> _Task item_
Beginning at the line that holds "into a clear,\n\", copy the material below exactly through its last line.
┌─ Material to process
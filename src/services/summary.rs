//! 摘要生成服务
//!
//! 把论文标题和摘要拼成一段 prompt 交给文本生成服务，
//! 任何失败都降级为固定的提示文案，不向上传播错误。

use std::sync::Arc;

use tracing::warn;

use crate::models::Paper;
use crate::providers::TextGenerator;

/// 验证流程在零结果时使用的固定文案（不会调用本服务）
pub const NO_PAPERS_SUMMARY: &str = "No research papers found to generate a summary.";

/// 论文列表为空时的固定文案
pub const EMPTY_INPUT_SUMMARY: &str = "No papers available to summarize.";

/// 文本生成失败时的固定降级文案
pub const FALLBACK_SUMMARY: &str = "AI summary unavailable due to text generation error.";

/// 摘要生成器
pub struct SummaryGenerator {
    generator: Arc<dyn TextGenerator>,
}

impl SummaryGenerator {
    /// 创建摘要生成器
    pub fn new(generator: Arc<dyn TextGenerator>) -> Self {
        Self { generator }
    }

    /// 生成面向普通读者的 5-7 行综述，永不失败
    pub async fn summarize(&self, papers: &[Paper]) -> String {
        if papers.is_empty() {
            return EMPTY_INPUT_SUMMARY.to_string();
        }

        let prompt = build_prompt(papers);

        match self.generator.complete(&prompt).await {
            Ok(summary) => summary,
            Err(e) => {
                warn!("summary generation failed: {}", e);
                FALLBACK_SUMMARY.to_string()
            }
        }
    }
}

/// 构造摘要 prompt
fn build_prompt(papers: &[Paper]) -> String {
    let mut content = String::new();
    for paper in papers {
        content.push_str(&format!(
            "Title: {}\nAbstract: {}\n\n",
            paper.title, paper.abstract_text
        ));
    }

    format!(
        "Summarize the following academic research papers into a clear,\n\
         concise 5-7 line explanation suitable for a general audience:\n\n\
         {}\n\
         Provide a coherent summary that highlights the main findings and consensus.",
        content
    )
}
└─
> _Final answer_
        "Summarize the following academic research papers into a clear,\n\
         concise 5-7 line explanation suitable for a general audience:\n\n\
         {}\n\
         Provide a coherent summary that highlights the main findings and consensus.",
        content
    )
}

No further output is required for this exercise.